RCW 23B.13.030 Dissent by nominees and beneficial owners.

(1) A record shareholder may assert dissenters’ rights as to fewer than all the shares registered in the shareholder’s name only if the shareholder dissents with respect to all shares beneficially owned by any one person and delivers to the corporation a notice of the name and address of each person on whose behalf the shareholder asserts dissenters’ rights.
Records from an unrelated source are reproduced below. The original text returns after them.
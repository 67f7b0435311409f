use axum::{Json, http::StatusCode, response::{IntoResponse, Response}};
use serde::Serialize;
use thiserror::Error;
use tracing::{error, warn};

use crate::db::StoreError;
use crate::validation::{FieldErrors, ValidationError};

pub const COURSE_NOT_FOUND: &str = "Course not found";

#[derive(Debug, Error)]
pub enum AppError {
    #[error(transparent)]
    Validation(#[from] ValidationError),

    #[error("Course not found")]
    NotFound,

    #[error("Malformed JSON payload: {0}")]
    MalformedJson(#[from] serde_json::Error),

    #[error("{context}: {source}")]
    Store {
        context: &'static str,
        #[source]
        source: StoreError,
    },
}

impl AppError {
    /// Tag a store failure with the operation it interrupted.
    pub fn store(context: &'static str) -> impl FnOnce(StoreError) -> AppError {
        move |source| AppError::Store { context, source }
    }
}

#[derive(Debug, Serialize)]
pub struct ErrorResponse {
    pub success: bool,
    pub message: String,
    #[serde(skip_serializing_if = "Option::is_none")]
    pub error: Option<String>,
}

#[derive(Debug, Serialize)]
pub struct FieldErrorResponse {
    pub success: bool,
    pub errors: FieldErrors,
}

impl IntoResponse for AppError {
    fn into_response(self) -> Response {
        let (status, message, detail) = match self {
            AppError::Validation(ValidationError::Fields(errors)) => {
                warn!(fields = ?errors.fields(), "course payload failed validation");
                let body = Json(FieldErrorResponse {
                    success: false,
                    errors,
                });
                return (StatusCode::UNPROCESSABLE_ENTITY, body).into_response();
            }
            AppError::Validation(ValidationError::ArrayPayload { message, error }) => {
                warn!("rejected array payload");
                (
                    StatusCode::UNPROCESSABLE_ENTITY,
                    message.to_string(),
                    Some(error.to_string()),
                )
            }
            AppError::NotFound => (StatusCode::NOT_FOUND, COURSE_NOT_FOUND.to_string(), None),
            AppError::MalformedJson(e) => {
                warn!("malformed json payload: {}", e);
                (
                    StatusCode::BAD_REQUEST,
                    "Malformed JSON payload".to_string(),
                    Some(e.to_string()),
                )
            }
            AppError::Store { context, source } => {
                error!("{}: {}", context, source);
                (
                    StatusCode::INTERNAL_SERVER_ERROR,
                    context.to_string(),
                    Some(source.to_string()),
                )
            }
        };

        let body = Json(ErrorResponse {
            success: false,
            message,
            error: detail,
        });

        (status, body).into_response()
    }
}
use std::env;
use std::net::SocketAddr;

use thiserror::Error;

#[derive(Debug, Error)]
pub enum ConfigError {
    #[error("{name} must be a valid {expected}, got {value:?}")]
    Invalid {
        name: &'static str,
        expected: &'static str,
        value: String,
    },

    #[error("invalid bind address {0}")]
    Address(String),
}

/// Server settings read from the environment.
///
/// | Env var              | Default               |
/// |----------------------|-----------------------|
/// | `DATABASE_URL`       | `sqlite://courses.db` |
/// | `HOST`               | `127.0.0.1`           |
/// | `PORT`               | `3000`                |
/// | `DB_MAX_CONNECTIONS` | `5`                   |
#[derive(Debug, Clone)]
pub struct Config {
    pub database_url: String,
    pub host: String,
    pub port: u16,
    pub max_connections: u32,
}

impl Default for Config {
    fn default() -> Self {
        Self {
            database_url: "sqlite://courses.db".to_string(),
            host: "127.0.0.1".to_string(),
            port: 3000,
            max_connections: 5,
        }
    }
}

impl Config {
    /// Loads `.env` if present, then reads the process environment.
    pub fn from_env() -> Result<Self, ConfigError> {
        dotenvy::dotenv().ok();
        Self::from_lookup(|name| env::var(name).ok())
    }

    pub fn from_lookup(lookup: impl Fn(&str) -> Option<String>) -> Result<Self, ConfigError> {
        let defaults = Self::default();

        Ok(Self {
            database_url: lookup("DATABASE_URL").unwrap_or(defaults.database_url),
            host: lookup("HOST").unwrap_or(defaults.host),
            port: parse_or(&lookup, "PORT", "port number", defaults.port)?,
            max_connections: parse_or(
                &lookup,
                "DB_MAX_CONNECTIONS",
                "connection count",
                defaults.max_connections,
            )?,
        })
    }

    pub fn bind_addr(&self) -> Result<SocketAddr, ConfigError> {
        let addr = format!("{}:{}", self.host, self.port);
        addr.parse().map_err(|_| ConfigError::Address(addr))
    }
}

fn parse_or<T: std::str::FromStr>(
    lookup: &impl Fn(&str) -> Option<String>,
    name: &'static str,
    expected: &'static str,
    default: T,
) -> Result<T, ConfigError> {
    match lookup(name) {
        None => Ok(default),
        Some(value) => value.trim().parse().map_err(|_| ConfigError::Invalid {
            name,
            expected,
            value,
        }),
    }
}
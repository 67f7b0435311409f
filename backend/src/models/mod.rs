pub mod course;
pub mod page;

pub use course::{Course, CourseChanges, CourseStatus, NewCourse};
pub use page::{Page, PageMeta};
use std::sync::Arc;

use sqlx::SqlitePool;

use crate::db::SqliteCourseStore;
use crate::services::CourseService;

#[derive(Clone)]
pub struct AppState {
    pub db: SqlitePool,
    pub courses: CourseService,
}

impl AppState {
    pub fn new(db: SqlitePool) -> Self {
        let store = Arc::new(SqliteCourseStore::new(db.clone()));
        Self {
            db,
            courses: CourseService::new(store),
        }
    }
}
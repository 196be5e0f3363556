//! Filesystem watching with per-path debouncing.
//!
//! [`PathWatcher`] subscribes to the content tree with `notify`, maps raw
//! events onto [`ChangeEvent`]s for article files and feeds them through a
//! [`Debouncer`]. Bursts of events for one path (editor save sequences,
//! rename-then-write) collapse into a single event carrying the latest
//! kind, released once the path has been quiet for the debounce window.
//!
//! Everything is delivered on one channel so a single consumer applies
//! changes in order.
//!
//! Subscription failures are retried with exponential backoff. While the
//! watcher is down the store keeps serving its last published snapshot;
//! after a successful resubscribe a [`WatchSignal::Rescan`] asks the
//! consumer to reconcile whatever it missed.

use crate::parser::is_article_file;
use crate::{Error, Result};
use notify::event::{ModifyKind, RenameMode};
use notify::{Event, EventKind, RecommendedWatcher, RecursiveMode, Watcher};
use std::collections::HashMap;
use std::path::{Path, PathBuf};
use std::time::Duration;
use tokio::sync::{mpsc, oneshot};
use tokio::task::JoinHandle;
use tokio::time::{Instant, sleep, sleep_until};
use tracing::{debug, info, warn};

const INITIAL_BACKOFF: Duration = Duration::from_millis(100);
const MAX_BACKOFF: Duration = Duration::from_secs(30);
/// Deadline offset used when `now + window` overflows.
const FAR_FUTURE: Duration = Duration::from_secs(86_400 * 365 * 30);

/// What happened to a path.
#[derive(Debug, Clone, Copy, PartialEq, Eq, Hash)]
pub enum ChangeKind {
    /// The file appeared.
    Created,
    /// The file content changed.
    Modified,
    /// The file is gone.
    Deleted,
}

/// A debounced change to one article file.
#[derive(Debug, Clone, PartialEq, Eq)]
pub struct ChangeEvent {
    /// Affected file.
    pub path: PathBuf,
    /// What happened to it.
    pub kind: ChangeKind,
}

impl ChangeEvent {
    /// Empty instance.
    pub fn new(path: impl Into<PathBuf>, kind: ChangeKind) -> Self {
        Self {
            path: path.into(),
            kind,
        }
    }
}

/// Output of the watcher.
#[derive(Debug, Clone, PartialEq, Eq)]
pub enum WatchSignal {
    /// One debounced file change.
    Change(ChangeEvent),
    /// Events may have been lost; compare the tree against the index.
    Rescan,
}

#[derive(Debug, Clone, Copy)]
struct Pending {
    kind: ChangeKind,
    deadline: Instant,
    seq: u64,
}

/// Collapses event bursts per path.
///
/// Pure state machine: callers pass the current time, which keeps it
/// testable without a filesystem or a clock.
#[derive(Debug)]
pub struct Debouncer {
    window: Duration,
    pending: HashMap<PathBuf, Pending>,
    next_seq: u64,
}

impl Debouncer {
    /// Debouncer releasing paths after `window` of quiet.
    pub fn new(window: Duration) -> Self {
        Self {
            window,
            pending: HashMap::new(),
            next_seq: 0,
        }
    }

    /// Record an event. The latest kind wins and the quiet period restarts.
    pub fn push(&mut self, event: ChangeEvent, now: Instant) {
        let deadline = now
            .checked_add(self.window)
            .or_else(|| now.checked_add(FAR_FUTURE))
            .unwrap_or(now);
        if let Some(pending) = self.pending.get_mut(&event.path) {
            pending.kind = event.kind;
            pending.deadline = deadline;
            return;
        }
        let seq = self.next_seq;
        self.next_seq += 1;
        self.pending.insert(
            event.path,
            Pending {
                kind: event.kind,
                deadline,
                seq,
            },
        );
    }

    /// Remove and return every event whose quiet period has ended, oldest
    /// deadline first.
    pub fn drain_due(&mut self, now: Instant) -> Vec<ChangeEvent> {
        let mut due: Vec<(PathBuf, Pending)> = Vec::new();
        self.pending.retain(|path, pending| {
            if pending.deadline <= now {
                due.push((path.clone(), *pending));
                false
            } else {
                true
            }
        });
        due.sort_by(|a, b| {
            a.1.deadline
                .cmp(&b.1.deadline)
                .then_with(|| a.1.seq.cmp(&b.1.seq))
        });
        due.into_iter()
            .map(|(path, pending)| ChangeEvent::new(path, pending.kind))
            .collect()
    }

    /// Earliest pending deadline.
    pub fn next_deadline(&self) -> Option<Instant> {
        self.pending.values().map(|p| p.deadline).min()
    }

    /// Paths waiting for their quiet period.
    pub fn len(&self) -> usize {
        self.pending.len()
    }

    /// Whether there are no entries.
    pub fn is_empty(&self) -> bool {
        self.pending.is_empty()
    }
}

/// Outcome of mapping one raw `notify` event.
#[derive(Debug, Default, PartialEq, Eq)]
struct Mapped {
    changes: Vec<ChangeEvent>,
    rescan: bool,
}

fn map_event(event: &Event) -> Mapped {
    let mut mapped = Mapped {
        rescan: event.need_rescan(),
        ..Mapped::default()
    };

    let kinds: Vec<(PathBuf, ChangeKind)> = match event.kind {
        EventKind::Create(_) => with_kind(&event.paths, ChangeKind::Created),
        EventKind::Remove(_) => with_kind(&event.paths, ChangeKind::Deleted),
        EventKind::Modify(ModifyKind::Name(RenameMode::From)) => {
            with_kind(&event.paths, ChangeKind::Deleted)
        },
        EventKind::Modify(ModifyKind::Name(RenameMode::To)) => {
            with_kind(&event.paths, ChangeKind::Created)
        },
        EventKind::Modify(ModifyKind::Name(RenameMode::Both)) => {
            let mut pairs = Vec::new();
            if let Some(from) = event.paths.first() {
                pairs.push((from.clone(), ChangeKind::Deleted));
            }
            if let Some(to) = event.paths.get(1) {
                pairs.push((to.clone(), ChangeKind::Created));
            }
            pairs
        },
        // The final state is read from disk, so an ambiguous rename is
        // reported as a modification of each path.
        EventKind::Modify(_) | EventKind::Any => with_kind(&event.paths, ChangeKind::Modified),
        EventKind::Access(_) | EventKind::Other => Vec::new(),
    };

    for (path, kind) in kinds {
        if is_article_file(&path) {
            mapped.changes.push(ChangeEvent::new(path, kind));
        } else if kind != ChangeKind::Modified && looks_like_directory(&path) {
            // A directory appeared or vanished; its articles may not get
            // their own events.
            mapped.rescan = true;
        }
    }
    mapped
}

fn with_kind(paths: &[PathBuf], kind: ChangeKind) -> Vec<(PathBuf, ChangeKind)> {
    paths.iter().map(|p| (p.clone(), kind)).collect()
}

fn looks_like_directory(path: &Path) -> bool {
    let hidden = path
        .file_name()
        .and_then(|n| n.to_str())
        .is_some_and(|n| n.starts_with('.'));
    !hidden && (path.is_dir() || path.extension().is_none())
}

/// Watches a content root and emits debounced [`WatchSignal`]s.
#[derive(Debug, Clone)]
pub struct PathWatcher {
    root: PathBuf,
    debounce: Duration,
}

/// Running watcher task.
#[derive(Debug)]
pub struct WatcherTask {
    shutdown: Option<oneshot::Sender<()>>,
    task: JoinHandle<()>,
}

impl WatcherTask {
    /// Stop watching and wait for the task to finish.
    pub async fn stop(mut self) {
        if let Some(shutdown) = self.shutdown.take() {
            let _ = shutdown.send(());
        }
        if let Err(e) = (&mut self.task).await {
            warn!("Watcher task ended abnormally: {e}");
        }
    }

    /// Whether the watcher loop has exited.
    pub fn is_finished(&self) -> bool {
        self.task.is_finished()
    }
}

impl PathWatcher {
    /// Watcher for `root` with the given debounce window.
    pub fn new(root: impl Into<PathBuf>, debounce: Duration) -> Self {
        Self {
            root: root.into(),
            debounce,
        }
    }

    /// Content root.
    pub fn root(&self) -> &Path {
        &self.root
    }

    /// Start watching on the current tokio runtime.
    ///
    /// The receiver yields signals until the task is stopped or the receiver
    /// is dropped.
    pub fn spawn(self) -> (WatcherTask, mpsc::UnboundedReceiver<WatchSignal>) {
        let (out_tx, out_rx) = mpsc::unbounded_channel();
        let (shutdown_tx, shutdown_rx) = oneshot::channel();
        let task = tokio::spawn(self.run(out_tx, shutdown_rx));
        (
            WatcherTask {
                shutdown: Some(shutdown_tx),
                task,
            },
            out_rx,
        )
    }

    async fn run(
        self,
        out: mpsc::UnboundedSender<WatchSignal>,
        mut shutdown: oneshot::Receiver<()>,
    ) {
        let (raw_tx, mut raw_rx) = mpsc::unbounded_channel::<notify::Result<Event>>();
        let mut debouncer = Debouncer::new(self.debounce);

        let Some(mut watcher) = self.subscribe(&raw_tx, &mut shutdown, false).await else {
            return;
        };

        loop {
            let deadline = debouncer.next_deadline();
            tokio::select! {
                _ = &mut shutdown => {
                    debug!("Watcher for {} shutting down", self.root.display());
                    break;
                }
                raw = raw_rx.recv() => {
                    match raw {
                        Some(Ok(event)) => {
                            let mapped = map_event(&event);
                            let now = Instant::now();
                            for change in mapped.changes {
                                debouncer.push(change, now);
                            }
                            if mapped.rescan && out.send(WatchSignal::Rescan).is_err() {
                                break;
                            }
                        }
                        Some(Err(e)) => {
                            warn!("Watch error on {}: {e}; resubscribing", self.root.display());
                            drop(watcher);
                            match self.subscribe(&raw_tx, &mut shutdown, true).await {
                                Some(fresh) => watcher = fresh,
                                None => break,
                            }
                            if out.send(WatchSignal::Rescan).is_err() {
                                break;
                            }
                        }
                        None => break,
                    }
                }
                () = sleep_until(deadline.unwrap_or_else(Instant::now)), if deadline.is_some() => {
                    for change in debouncer.drain_due(Instant::now()) {
                        debug!("Debounced {:?} {}", change.kind, change.path.display());
                        if out.send(WatchSignal::Change(change)).is_err() {
                            return;
                        }
                    }
                }
            }
        }
    }

    /// Create the OS watcher, retrying with exponential backoff.
    ///
    /// Returns `None` if shutdown was requested while retrying.
    async fn subscribe(
        &self,
        raw_tx: &mpsc::UnboundedSender<notify::Result<Event>>,
        shutdown: &mut oneshot::Receiver<()>,
        is_retry: bool,
    ) -> Option<RecommendedWatcher> {
        let mut backoff = if is_retry { INITIAL_BACKOFF } else { Duration::ZERO };
        let mut attempt = 0u32;
        loop {
            if !backoff.is_zero() {
                tokio::select! {
                    _ = &mut *shutdown => return None,
                    () = sleep(backoff) => {}
                }
            }
            attempt += 1;
            match create_watcher(&self.root, raw_tx.clone()) {
                Ok(watcher) => {
                    info!("Watching {} for changes", self.root.display());
                    return Some(watcher);
                },
                Err(e) => {
                    backoff = next_backoff(backoff);
                    warn!(
                        "Failed to watch {} (attempt {attempt}): {e}; retrying in {:?}",
                        self.root.display(),
                        backoff
                    );
                },
            }
        }
    }
}

fn next_backoff(current: Duration) -> Duration {
    if current.is_zero() {
        INITIAL_BACKOFF
    } else {
        (current * 2).min(MAX_BACKOFF)
    }
}

fn create_watcher(
    root: &Path,
    raw_tx: mpsc::UnboundedSender<notify::Result<Event>>,
) -> Result<RecommendedWatcher> {
    let mut watcher = RecommendedWatcher::new(
        move |event: notify::Result<Event>| {
            let _ = raw_tx.send(event);
        },
        notify::Config::default(),
    )?;
    if !root.exists() {
        return Err(Error::Watch(format!(
            "content directory {} does not exist",
            root.display()
        )));
    }
    watcher.watch(root, RecursiveMode::Recursive)?;
    Ok(watcher)
}
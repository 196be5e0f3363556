use anyhow::{Context, Result};
use colored::Colorize;
use folio_core::ContentService;
use tracing::info;

use crate::output::{OutputFormat, print_json};

pub async fn watch(service: &ContentService) -> Result<()> {
    let handle = service.watch();
    info!(
        "Watching {} ({} articles); press Ctrl-C to stop",
        service.root().display(),
        service.snapshot().len()
    );
    tokio::signal::ctrl_c()
        .await
        .context("Failed to listen for Ctrl-C")?;
    handle.stop().await;
    info!("Stopped watching");
    Ok(())
}

pub async fn rescan(service: &ContentService, format: OutputFormat) -> Result<()> {
    let report = service.rescan().await?;
    match format {
        OutputFormat::Json => print_json(&report)?,
        OutputFormat::Text => println!(
            "{} {} published, {} removed, {} unchanged, {} failed",
            "Rescanned:".green(),
            report.published,
            report.removed,
            report.unchanged,
            report.failed
        ),
    }
    Ok(())
}
//! folio CLI - operate a live, versioned article store
//!
//! Loads configuration, initializes logging and dispatches to the command
//! modules. Every command opens the store, runs, and shuts it down so that
//! popular-query counts are persisted.

use anyhow::{Context, Result};
use clap::Parser;
use folio_core::{Config, ContentService};
use tracing::Level;
use tracing_subscriber::FmtSubscriber;

mod cli;
mod commands;
mod output;

use cli::{Cli, Commands};

#[tokio::main]
async fn main() -> Result<()> {
    let cli = Cli::parse();

    let config = load_config(&cli)?;
    initialize_logging(&cli, &config)?;

    if matches!(cli.command, Commands::Config) {
        return commands::show_config(&config, cli.format);
    }

    let service = ContentService::open(config).context("Failed to open content store")?;
    let result = execute_command(&cli, &service).await;
    service.shutdown().context("Failed to shut down content store")?;
    result
}

fn load_config(cli: &Cli) -> Result<Config> {
    let mut config = match &cli.config {
        Some(path) => Config::load(path)
            .with_context(|| format!("Failed to load config from {}", path.display()))?,
        None => match Config::default_path() {
            Ok(path) => Config::load_or_default(&path)?,
            Err(_) => Config::default(),
        },
    };

    if let Some(dir) = &cli.article_dir {
        config.article_dir.clone_from(dir);
    }
    if let Some(dir) = &cli.data_dir {
        config.data_dir.clone_from(dir);
    }
    if cli.full_text {
        config.enable_full_text_search = true;
    }
    config.validate()?;
    Ok(config)
}

fn initialize_logging(cli: &Cli, config: &Config) -> Result<()> {
    let level = if cli.verbose {
        Level::DEBUG
    } else if cli.quiet {
        Level::ERROR
    } else {
        config.log_level.parse().unwrap_or(Level::INFO)
    };

    let builder = FmtSubscriber::builder()
        .with_max_level(level)
        .with_target(false)
        .with_thread_ids(false)
        .with_thread_names(false)
        .with_writer(std::io::stderr);

    if cli.log_json {
        tracing::subscriber::set_global_default(builder.json().finish())?;
    } else {
        tracing::subscriber::set_global_default(builder.finish())?;
    }
    Ok(())
}

async fn execute_command(cli: &Cli, service: &ContentService) -> Result<()> {
    let format = cli.format;
    match &cli.command {
        Commands::List {
            tag,
            category,
            query,
            page,
            limit,
        } => {
            let filter = folio_core::ListFilter {
                tag: tag.clone(),
                category: category.clone(),
                query: query.clone(),
            };
            commands::list(service, &filter, *page, *limit, format)?;
        },

        Commands::Show { slug, meta } => {
            commands::show(service, slug, *meta, format)?;
        },

        Commands::Latest => commands::latest(service, format)?,

        Commands::Tags => commands::tags(service, format)?,

        Commands::Categories => commands::categories(service, format)?,

        Commands::Versions { slug } => commands::versions(service, slug, format)?,

        Commands::Version { slug, version } => {
            commands::version(service, slug, *version, format)?;
        },

        Commands::Restore { slug, version } => {
            commands::restore(service, slug, *version, format).await?;
        },

        Commands::Search { query } => {
            commands::search(service, &query.join(" "), format)?;
        },

        Commands::Popular { limit } => commands::popular(service, *limit, format)?,

        Commands::New {
            title,
            body,
            description,
            author,
            tags,
            category,
            draft,
        } => {
            let input = commands::NewArticle {
                title,
                body,
                description: description.as_deref(),
                author: author.as_deref(),
                tags,
                category: category.as_deref(),
                draft: *draft,
            };
            commands::create(service, &input, format).await?;
        },

        Commands::Watch => commands::watch(service).await?,

        Commands::Rescan => commands::rescan(service, format).await?,

        Commands::Config => {},
    }

    Ok(())
}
The rights of a partial dissenter under this subsection are determined as if the shares as to which the dissenter dissents and the dissenter’s other shares were registered in the names of different shareholders.

(2) A beneficial shareholder may assert dissenters’ rights as to shares held on the beneficial shareholder’s behalf only if:

(a) The beneficial shareholder submits to the corporation the record shareholder’s consent to the dissent not later than the time the beneficial shareholder asserts dissenters’ rights, which consent shall be set forth either (i) in a record or (ii) if the corporation has designated an address, location, or system to which the consent may be electronically transmitted and the consent is electronically transmitted to the designated address, location, or system, in an electronically transmitted record; and

(b) The beneficial shareholder does so with respect to all shares of which such shareholder is the beneficial shareholder or over which such shareholder has power to direct the vote. [2002 c 297 § 35; 1989 c 165 § 142.]

**********
 
RCW 23B.13.200 Notice of dissenters’ rights.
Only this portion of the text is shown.